### Task directions:
Your reply should consist solely of the lines from the start of the material below through the line containing "#[derive(Debug, Clone, Copy, PartialEq, Eq, Hash)]", reproduced exactly.

____

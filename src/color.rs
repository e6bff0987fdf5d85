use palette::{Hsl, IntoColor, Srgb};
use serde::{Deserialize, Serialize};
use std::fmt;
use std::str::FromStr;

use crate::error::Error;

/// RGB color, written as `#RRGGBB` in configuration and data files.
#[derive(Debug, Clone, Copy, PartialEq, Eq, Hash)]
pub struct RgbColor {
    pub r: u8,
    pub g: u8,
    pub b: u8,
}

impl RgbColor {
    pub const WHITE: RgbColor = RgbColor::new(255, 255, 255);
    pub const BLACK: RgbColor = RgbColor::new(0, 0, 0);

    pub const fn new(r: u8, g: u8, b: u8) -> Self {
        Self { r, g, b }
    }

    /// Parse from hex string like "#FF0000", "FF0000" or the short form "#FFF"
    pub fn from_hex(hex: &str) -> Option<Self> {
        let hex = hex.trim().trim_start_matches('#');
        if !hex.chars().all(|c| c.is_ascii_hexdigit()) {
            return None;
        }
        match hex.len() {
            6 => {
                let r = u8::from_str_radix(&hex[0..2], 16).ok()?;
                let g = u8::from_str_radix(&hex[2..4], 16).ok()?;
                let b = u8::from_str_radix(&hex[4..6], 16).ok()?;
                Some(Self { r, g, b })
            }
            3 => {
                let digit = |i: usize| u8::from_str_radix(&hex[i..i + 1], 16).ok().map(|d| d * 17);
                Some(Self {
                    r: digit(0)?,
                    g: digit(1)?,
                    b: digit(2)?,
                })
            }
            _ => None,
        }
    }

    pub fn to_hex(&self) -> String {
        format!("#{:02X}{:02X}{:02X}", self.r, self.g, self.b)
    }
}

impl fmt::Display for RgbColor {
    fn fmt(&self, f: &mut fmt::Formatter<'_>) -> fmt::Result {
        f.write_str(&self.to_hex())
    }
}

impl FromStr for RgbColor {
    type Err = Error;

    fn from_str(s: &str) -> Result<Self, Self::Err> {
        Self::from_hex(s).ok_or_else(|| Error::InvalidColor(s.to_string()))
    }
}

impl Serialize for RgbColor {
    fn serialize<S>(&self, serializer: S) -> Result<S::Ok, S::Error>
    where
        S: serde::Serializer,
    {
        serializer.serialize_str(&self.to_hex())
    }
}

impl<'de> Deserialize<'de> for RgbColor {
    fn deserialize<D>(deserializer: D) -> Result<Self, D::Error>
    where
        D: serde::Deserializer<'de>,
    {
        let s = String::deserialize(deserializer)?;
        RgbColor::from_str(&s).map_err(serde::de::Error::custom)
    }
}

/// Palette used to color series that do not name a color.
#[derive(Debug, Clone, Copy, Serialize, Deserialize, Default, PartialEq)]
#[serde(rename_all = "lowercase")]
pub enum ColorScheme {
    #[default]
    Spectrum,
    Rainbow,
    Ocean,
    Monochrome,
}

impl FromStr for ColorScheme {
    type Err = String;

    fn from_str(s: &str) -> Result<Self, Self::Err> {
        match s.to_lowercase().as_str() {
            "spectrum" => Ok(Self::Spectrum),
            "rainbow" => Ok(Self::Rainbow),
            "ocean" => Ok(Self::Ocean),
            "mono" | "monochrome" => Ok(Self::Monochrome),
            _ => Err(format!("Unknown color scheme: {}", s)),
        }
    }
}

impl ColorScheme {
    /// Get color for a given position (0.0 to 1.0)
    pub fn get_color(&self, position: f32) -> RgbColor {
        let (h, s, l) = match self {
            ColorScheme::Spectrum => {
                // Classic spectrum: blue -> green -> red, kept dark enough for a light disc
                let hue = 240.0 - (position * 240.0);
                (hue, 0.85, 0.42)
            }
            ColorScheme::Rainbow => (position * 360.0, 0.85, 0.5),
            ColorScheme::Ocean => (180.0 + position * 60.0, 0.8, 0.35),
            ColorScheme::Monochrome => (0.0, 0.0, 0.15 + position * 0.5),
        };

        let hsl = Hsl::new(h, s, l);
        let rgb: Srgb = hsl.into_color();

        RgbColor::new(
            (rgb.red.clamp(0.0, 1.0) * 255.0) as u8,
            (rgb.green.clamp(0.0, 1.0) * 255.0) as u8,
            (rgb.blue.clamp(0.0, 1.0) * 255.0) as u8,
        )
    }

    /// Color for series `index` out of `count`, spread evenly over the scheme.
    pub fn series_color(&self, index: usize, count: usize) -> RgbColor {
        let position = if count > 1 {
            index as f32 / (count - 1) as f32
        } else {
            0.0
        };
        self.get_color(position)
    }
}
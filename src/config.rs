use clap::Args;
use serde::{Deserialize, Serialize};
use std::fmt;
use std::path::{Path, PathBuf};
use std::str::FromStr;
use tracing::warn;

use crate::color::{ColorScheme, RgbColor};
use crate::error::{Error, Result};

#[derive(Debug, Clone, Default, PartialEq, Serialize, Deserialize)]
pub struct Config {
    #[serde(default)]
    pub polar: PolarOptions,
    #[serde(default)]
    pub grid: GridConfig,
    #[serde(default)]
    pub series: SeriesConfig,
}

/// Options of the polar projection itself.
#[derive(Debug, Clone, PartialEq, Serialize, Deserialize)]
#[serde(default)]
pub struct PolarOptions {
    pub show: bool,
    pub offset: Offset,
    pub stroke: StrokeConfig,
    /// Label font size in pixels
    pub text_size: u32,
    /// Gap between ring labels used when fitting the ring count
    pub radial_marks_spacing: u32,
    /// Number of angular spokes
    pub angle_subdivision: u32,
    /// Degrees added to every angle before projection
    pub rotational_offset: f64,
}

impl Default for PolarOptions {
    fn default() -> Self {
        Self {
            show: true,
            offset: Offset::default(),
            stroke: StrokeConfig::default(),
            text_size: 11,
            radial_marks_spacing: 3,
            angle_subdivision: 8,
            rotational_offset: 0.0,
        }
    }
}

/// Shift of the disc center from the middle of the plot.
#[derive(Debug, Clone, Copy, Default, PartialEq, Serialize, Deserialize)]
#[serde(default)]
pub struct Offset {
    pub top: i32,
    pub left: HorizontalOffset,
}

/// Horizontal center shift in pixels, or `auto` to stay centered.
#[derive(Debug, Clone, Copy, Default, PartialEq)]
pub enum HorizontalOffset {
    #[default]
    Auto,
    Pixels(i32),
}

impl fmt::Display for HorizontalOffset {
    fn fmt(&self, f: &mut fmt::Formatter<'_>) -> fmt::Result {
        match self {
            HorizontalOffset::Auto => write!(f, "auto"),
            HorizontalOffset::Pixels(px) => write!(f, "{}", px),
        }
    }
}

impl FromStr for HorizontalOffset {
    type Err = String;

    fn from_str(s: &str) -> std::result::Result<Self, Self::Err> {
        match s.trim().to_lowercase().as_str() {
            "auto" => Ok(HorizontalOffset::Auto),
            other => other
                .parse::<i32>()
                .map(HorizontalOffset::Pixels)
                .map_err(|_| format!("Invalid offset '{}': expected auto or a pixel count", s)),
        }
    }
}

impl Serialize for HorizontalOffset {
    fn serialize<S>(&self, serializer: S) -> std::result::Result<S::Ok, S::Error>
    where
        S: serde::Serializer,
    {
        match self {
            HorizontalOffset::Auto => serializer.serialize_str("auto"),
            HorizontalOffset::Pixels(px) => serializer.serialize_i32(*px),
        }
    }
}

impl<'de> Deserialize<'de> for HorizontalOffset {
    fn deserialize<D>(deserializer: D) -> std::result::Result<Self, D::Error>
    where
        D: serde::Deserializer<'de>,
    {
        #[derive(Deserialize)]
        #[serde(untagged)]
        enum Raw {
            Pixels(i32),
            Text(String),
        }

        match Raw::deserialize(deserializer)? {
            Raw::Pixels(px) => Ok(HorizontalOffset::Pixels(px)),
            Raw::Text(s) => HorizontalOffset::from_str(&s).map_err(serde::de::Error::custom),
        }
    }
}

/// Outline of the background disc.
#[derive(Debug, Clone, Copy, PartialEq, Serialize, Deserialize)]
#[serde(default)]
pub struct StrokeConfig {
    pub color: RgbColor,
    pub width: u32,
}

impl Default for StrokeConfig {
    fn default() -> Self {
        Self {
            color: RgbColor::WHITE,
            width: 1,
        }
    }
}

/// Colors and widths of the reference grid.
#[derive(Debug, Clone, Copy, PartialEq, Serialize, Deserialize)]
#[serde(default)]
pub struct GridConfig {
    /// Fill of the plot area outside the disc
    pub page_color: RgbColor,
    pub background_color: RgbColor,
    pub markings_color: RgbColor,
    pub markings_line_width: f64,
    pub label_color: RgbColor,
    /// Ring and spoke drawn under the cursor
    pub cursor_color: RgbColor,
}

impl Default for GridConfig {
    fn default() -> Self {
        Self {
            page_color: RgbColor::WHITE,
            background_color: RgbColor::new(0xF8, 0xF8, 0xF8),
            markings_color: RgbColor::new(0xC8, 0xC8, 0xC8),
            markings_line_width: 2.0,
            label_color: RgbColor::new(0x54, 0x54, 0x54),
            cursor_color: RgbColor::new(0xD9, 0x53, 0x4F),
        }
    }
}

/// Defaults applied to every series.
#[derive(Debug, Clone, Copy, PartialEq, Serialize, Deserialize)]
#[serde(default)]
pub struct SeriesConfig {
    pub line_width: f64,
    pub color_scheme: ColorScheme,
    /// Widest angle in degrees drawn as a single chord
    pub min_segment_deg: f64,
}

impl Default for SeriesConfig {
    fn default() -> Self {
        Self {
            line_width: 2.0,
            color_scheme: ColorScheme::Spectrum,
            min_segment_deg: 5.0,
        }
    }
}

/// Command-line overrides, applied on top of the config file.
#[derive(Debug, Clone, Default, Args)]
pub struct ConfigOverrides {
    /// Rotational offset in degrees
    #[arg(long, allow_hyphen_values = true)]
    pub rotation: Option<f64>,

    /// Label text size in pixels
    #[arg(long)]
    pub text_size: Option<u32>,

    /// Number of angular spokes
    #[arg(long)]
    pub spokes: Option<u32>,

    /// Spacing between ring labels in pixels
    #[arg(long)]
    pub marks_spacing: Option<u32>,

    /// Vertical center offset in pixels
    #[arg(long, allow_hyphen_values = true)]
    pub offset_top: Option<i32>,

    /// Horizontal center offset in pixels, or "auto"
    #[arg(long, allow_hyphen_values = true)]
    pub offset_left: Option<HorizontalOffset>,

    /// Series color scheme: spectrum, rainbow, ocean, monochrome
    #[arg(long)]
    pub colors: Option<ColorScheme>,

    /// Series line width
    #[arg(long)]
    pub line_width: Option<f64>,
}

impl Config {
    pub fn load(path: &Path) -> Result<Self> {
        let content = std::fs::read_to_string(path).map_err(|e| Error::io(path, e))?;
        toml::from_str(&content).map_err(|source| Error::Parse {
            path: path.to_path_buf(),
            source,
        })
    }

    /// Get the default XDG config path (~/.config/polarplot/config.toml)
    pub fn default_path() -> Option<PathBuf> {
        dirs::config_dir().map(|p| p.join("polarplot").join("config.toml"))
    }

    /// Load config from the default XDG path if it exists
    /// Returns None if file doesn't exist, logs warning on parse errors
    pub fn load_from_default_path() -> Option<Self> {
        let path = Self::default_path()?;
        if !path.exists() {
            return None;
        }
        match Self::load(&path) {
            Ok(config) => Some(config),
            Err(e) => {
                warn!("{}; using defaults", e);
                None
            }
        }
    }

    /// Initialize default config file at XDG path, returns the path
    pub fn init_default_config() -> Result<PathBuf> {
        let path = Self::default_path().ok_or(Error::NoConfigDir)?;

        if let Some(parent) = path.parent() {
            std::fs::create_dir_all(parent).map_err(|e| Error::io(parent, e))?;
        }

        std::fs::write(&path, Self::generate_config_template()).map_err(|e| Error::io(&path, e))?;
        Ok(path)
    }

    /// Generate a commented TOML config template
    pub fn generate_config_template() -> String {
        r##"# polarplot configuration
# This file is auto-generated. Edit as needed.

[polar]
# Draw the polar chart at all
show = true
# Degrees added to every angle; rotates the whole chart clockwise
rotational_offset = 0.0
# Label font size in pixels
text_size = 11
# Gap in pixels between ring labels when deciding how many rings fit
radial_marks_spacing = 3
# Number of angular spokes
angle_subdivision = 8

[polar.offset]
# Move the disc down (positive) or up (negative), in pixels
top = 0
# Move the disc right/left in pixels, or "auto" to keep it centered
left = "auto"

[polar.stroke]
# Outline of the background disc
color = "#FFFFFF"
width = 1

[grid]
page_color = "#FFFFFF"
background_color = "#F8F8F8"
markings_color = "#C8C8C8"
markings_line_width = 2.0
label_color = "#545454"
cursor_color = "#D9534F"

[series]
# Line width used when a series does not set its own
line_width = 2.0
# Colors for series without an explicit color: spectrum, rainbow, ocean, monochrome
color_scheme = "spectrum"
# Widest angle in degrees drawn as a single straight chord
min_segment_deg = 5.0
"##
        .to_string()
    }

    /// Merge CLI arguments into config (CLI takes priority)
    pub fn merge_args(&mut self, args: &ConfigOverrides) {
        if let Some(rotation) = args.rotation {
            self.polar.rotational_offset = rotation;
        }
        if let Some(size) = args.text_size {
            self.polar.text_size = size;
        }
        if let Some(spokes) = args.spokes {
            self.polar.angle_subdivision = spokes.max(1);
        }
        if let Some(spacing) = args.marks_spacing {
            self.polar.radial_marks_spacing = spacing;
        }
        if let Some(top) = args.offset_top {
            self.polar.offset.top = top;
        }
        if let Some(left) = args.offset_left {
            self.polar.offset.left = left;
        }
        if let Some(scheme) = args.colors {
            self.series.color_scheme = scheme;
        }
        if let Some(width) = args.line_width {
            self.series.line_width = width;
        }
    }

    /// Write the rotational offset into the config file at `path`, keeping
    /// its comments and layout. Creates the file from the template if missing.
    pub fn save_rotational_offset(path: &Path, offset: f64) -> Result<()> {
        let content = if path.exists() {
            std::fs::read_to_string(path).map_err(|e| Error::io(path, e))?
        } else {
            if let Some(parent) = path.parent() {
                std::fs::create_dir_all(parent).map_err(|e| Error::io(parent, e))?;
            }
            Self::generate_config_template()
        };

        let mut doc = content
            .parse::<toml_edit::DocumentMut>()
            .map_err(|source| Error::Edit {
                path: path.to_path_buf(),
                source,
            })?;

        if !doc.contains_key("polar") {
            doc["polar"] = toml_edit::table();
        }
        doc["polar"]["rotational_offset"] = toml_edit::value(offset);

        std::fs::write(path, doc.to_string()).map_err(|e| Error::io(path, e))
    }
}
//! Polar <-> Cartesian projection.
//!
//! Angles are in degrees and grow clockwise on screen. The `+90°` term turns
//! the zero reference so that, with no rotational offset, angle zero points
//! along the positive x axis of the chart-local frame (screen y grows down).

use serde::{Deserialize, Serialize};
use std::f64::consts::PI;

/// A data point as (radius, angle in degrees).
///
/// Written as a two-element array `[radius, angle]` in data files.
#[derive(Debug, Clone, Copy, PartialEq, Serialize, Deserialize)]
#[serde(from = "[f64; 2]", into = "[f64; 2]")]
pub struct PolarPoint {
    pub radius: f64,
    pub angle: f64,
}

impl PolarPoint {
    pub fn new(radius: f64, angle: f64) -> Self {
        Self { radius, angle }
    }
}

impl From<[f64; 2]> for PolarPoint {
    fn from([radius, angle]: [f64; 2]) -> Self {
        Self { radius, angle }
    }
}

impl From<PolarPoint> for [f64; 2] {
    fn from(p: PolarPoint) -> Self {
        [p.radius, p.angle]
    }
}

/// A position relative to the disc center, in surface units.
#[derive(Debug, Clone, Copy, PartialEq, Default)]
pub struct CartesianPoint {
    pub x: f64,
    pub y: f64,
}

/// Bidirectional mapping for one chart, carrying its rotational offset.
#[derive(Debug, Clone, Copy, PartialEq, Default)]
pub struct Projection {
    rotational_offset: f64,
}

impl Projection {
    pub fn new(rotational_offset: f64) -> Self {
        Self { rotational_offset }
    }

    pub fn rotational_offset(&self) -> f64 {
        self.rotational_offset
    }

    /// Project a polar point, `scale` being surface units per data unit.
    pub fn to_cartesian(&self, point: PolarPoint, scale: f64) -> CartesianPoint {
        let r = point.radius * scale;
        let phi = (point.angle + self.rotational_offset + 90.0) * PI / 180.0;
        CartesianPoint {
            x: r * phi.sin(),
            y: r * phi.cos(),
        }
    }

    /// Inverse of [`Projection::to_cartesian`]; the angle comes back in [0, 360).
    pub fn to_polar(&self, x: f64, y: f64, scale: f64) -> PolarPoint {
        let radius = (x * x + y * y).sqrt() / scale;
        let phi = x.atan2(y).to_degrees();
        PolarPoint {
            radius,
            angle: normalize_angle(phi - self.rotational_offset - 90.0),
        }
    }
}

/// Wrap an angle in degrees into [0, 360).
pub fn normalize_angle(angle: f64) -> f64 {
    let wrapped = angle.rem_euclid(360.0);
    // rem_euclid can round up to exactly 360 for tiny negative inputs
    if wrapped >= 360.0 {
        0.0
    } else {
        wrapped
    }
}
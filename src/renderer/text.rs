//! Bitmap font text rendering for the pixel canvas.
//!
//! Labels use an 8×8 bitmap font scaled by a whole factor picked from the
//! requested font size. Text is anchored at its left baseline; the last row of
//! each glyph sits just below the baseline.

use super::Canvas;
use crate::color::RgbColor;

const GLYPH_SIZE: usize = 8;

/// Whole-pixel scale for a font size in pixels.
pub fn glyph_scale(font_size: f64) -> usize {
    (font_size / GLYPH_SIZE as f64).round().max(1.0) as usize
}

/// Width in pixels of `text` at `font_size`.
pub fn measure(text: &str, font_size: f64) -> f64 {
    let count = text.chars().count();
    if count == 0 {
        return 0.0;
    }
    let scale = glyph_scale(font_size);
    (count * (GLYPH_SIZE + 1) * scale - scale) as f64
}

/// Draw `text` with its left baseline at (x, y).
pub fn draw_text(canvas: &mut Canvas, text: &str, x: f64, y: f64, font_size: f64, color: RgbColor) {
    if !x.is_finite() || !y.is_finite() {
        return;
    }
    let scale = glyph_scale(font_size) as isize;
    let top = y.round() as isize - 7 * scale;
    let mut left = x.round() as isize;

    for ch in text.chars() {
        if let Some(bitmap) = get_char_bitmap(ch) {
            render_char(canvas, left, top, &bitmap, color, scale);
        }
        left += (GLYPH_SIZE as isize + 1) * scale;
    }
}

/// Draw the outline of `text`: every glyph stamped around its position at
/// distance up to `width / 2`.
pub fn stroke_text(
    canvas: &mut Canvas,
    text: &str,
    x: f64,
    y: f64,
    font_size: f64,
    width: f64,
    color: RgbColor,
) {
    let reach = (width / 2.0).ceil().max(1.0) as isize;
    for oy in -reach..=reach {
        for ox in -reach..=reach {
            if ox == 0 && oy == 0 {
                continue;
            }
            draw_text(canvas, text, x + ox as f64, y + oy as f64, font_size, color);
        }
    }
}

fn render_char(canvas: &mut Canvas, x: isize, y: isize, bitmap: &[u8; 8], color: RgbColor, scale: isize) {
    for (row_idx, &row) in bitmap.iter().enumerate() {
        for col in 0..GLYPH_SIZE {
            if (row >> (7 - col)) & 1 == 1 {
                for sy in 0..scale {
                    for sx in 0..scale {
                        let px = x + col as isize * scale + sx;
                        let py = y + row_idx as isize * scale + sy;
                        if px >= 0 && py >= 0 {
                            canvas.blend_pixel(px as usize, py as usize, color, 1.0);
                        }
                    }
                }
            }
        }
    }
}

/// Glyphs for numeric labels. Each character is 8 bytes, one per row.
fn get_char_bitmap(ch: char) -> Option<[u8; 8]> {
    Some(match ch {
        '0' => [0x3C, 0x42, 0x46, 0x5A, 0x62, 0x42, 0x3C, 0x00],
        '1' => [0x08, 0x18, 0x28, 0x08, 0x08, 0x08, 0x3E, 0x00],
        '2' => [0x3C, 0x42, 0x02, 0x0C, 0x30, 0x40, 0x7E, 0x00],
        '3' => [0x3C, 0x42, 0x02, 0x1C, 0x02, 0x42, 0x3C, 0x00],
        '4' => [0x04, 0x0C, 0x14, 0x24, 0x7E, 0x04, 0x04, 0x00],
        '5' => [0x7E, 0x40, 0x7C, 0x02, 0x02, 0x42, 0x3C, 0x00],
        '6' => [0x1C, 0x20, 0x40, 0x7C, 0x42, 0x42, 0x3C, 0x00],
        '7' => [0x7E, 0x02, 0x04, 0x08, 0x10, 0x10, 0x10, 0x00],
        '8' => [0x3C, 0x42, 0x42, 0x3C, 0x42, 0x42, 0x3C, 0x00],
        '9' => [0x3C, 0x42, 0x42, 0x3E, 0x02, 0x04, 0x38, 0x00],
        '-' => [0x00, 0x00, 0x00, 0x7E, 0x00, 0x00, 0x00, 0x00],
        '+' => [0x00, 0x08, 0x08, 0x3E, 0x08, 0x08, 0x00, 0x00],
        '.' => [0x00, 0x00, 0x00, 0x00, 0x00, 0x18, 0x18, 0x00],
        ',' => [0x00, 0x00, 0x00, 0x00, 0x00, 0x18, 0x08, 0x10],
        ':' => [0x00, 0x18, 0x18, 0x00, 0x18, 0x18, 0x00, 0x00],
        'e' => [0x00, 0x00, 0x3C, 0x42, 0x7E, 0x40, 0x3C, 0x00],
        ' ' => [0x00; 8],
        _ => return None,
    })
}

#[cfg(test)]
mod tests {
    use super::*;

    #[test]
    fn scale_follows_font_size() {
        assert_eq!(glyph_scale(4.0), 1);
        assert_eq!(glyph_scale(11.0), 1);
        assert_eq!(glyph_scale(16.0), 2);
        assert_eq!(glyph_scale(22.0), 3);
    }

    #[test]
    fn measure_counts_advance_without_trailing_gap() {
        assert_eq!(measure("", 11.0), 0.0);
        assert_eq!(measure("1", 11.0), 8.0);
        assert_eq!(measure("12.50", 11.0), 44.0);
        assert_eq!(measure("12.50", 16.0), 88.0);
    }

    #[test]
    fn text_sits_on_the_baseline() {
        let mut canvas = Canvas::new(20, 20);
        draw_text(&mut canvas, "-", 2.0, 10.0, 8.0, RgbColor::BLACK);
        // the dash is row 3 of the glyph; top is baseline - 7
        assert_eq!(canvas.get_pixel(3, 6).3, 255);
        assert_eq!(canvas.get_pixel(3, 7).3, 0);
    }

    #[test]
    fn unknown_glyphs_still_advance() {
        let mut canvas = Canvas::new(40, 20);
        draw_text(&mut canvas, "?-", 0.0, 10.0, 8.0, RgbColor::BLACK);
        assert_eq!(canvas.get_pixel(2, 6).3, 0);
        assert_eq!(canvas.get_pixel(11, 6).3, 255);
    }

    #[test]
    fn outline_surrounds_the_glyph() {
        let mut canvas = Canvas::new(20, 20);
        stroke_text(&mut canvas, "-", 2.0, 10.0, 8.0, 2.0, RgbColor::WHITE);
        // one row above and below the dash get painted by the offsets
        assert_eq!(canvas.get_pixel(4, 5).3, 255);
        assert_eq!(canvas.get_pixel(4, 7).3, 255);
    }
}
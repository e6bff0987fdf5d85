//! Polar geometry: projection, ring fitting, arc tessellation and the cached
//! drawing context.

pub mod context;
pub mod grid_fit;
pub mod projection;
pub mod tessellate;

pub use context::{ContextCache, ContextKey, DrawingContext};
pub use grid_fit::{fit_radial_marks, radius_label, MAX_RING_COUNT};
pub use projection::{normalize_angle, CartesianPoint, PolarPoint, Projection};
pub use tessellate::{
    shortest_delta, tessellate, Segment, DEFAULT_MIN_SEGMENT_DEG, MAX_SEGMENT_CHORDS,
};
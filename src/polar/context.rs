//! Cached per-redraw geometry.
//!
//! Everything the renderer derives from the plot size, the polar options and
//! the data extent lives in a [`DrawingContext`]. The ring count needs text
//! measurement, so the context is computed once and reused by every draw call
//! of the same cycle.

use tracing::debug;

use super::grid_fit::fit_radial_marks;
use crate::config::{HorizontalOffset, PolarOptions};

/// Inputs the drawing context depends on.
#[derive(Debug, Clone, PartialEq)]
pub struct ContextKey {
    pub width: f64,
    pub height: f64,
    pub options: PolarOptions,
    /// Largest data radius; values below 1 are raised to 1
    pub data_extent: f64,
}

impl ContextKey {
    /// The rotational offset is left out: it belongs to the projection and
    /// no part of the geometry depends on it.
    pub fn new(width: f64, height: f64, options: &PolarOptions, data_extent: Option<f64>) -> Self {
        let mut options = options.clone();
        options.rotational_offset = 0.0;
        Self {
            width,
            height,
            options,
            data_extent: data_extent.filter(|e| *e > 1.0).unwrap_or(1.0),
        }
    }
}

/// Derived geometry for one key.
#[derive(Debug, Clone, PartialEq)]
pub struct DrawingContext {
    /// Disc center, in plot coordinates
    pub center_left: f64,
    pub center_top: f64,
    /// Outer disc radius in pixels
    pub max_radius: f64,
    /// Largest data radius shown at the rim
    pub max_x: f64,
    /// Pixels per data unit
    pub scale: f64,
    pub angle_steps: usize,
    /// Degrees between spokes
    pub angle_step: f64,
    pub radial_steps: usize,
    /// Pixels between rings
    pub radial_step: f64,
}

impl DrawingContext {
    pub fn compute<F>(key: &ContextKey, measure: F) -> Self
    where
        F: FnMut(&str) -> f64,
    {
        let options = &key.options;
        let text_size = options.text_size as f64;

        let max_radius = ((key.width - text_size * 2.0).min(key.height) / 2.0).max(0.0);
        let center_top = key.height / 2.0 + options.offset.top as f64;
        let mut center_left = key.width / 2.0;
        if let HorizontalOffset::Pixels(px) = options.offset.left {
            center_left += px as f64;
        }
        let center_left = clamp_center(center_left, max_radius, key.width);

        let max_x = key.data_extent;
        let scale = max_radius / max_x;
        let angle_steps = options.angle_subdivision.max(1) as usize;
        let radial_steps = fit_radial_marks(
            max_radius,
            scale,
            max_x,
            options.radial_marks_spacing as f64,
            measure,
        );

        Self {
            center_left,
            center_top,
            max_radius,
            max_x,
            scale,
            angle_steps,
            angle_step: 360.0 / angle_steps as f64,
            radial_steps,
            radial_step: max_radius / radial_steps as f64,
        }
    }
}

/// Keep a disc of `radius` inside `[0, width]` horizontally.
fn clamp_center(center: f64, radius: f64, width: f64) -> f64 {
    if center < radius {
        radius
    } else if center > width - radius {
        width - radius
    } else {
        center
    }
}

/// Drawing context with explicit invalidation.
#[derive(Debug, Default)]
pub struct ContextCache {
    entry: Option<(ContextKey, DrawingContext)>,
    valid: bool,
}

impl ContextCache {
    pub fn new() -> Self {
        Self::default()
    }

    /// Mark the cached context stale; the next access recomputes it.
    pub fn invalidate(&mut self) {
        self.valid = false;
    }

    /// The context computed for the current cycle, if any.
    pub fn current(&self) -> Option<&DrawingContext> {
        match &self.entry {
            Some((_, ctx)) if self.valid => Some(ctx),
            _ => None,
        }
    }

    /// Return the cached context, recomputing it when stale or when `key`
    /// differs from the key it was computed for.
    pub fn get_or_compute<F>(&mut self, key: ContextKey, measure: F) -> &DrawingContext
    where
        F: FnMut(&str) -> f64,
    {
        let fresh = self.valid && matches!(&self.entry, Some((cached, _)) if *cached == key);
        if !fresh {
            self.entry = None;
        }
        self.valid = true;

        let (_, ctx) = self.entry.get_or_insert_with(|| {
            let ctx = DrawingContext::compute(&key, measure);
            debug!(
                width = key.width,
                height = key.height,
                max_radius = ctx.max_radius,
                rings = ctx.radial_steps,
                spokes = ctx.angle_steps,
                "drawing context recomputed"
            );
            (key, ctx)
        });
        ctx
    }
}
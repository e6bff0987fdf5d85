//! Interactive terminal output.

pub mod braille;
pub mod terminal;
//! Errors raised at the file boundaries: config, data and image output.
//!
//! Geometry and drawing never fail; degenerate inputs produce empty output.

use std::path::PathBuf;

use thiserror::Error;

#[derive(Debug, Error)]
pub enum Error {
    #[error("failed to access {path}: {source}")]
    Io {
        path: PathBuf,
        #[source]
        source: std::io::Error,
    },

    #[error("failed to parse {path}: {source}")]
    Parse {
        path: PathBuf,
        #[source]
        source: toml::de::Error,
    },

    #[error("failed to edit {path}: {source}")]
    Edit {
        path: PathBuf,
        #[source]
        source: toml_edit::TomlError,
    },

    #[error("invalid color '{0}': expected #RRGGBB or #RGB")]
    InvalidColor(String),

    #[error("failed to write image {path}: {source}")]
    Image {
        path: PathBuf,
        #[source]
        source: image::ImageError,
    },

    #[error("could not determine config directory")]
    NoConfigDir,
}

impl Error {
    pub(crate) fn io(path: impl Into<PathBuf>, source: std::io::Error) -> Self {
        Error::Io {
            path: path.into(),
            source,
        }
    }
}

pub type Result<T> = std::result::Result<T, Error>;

____

### Solution:
filename src/color.rs
repository e6bff0987fdf5d85
use palette::{Hsl, IntoColor, Srgb};
use serde::{Deserialize, Serialize};
use std::fmt;
use std::str::FromStr;

use crate::error::Error;

/// RGB color, written as `#RRGGBB` in configuration and data files.
#[derive(Debug, Clone, Copy, PartialEq, Eq, Hash)]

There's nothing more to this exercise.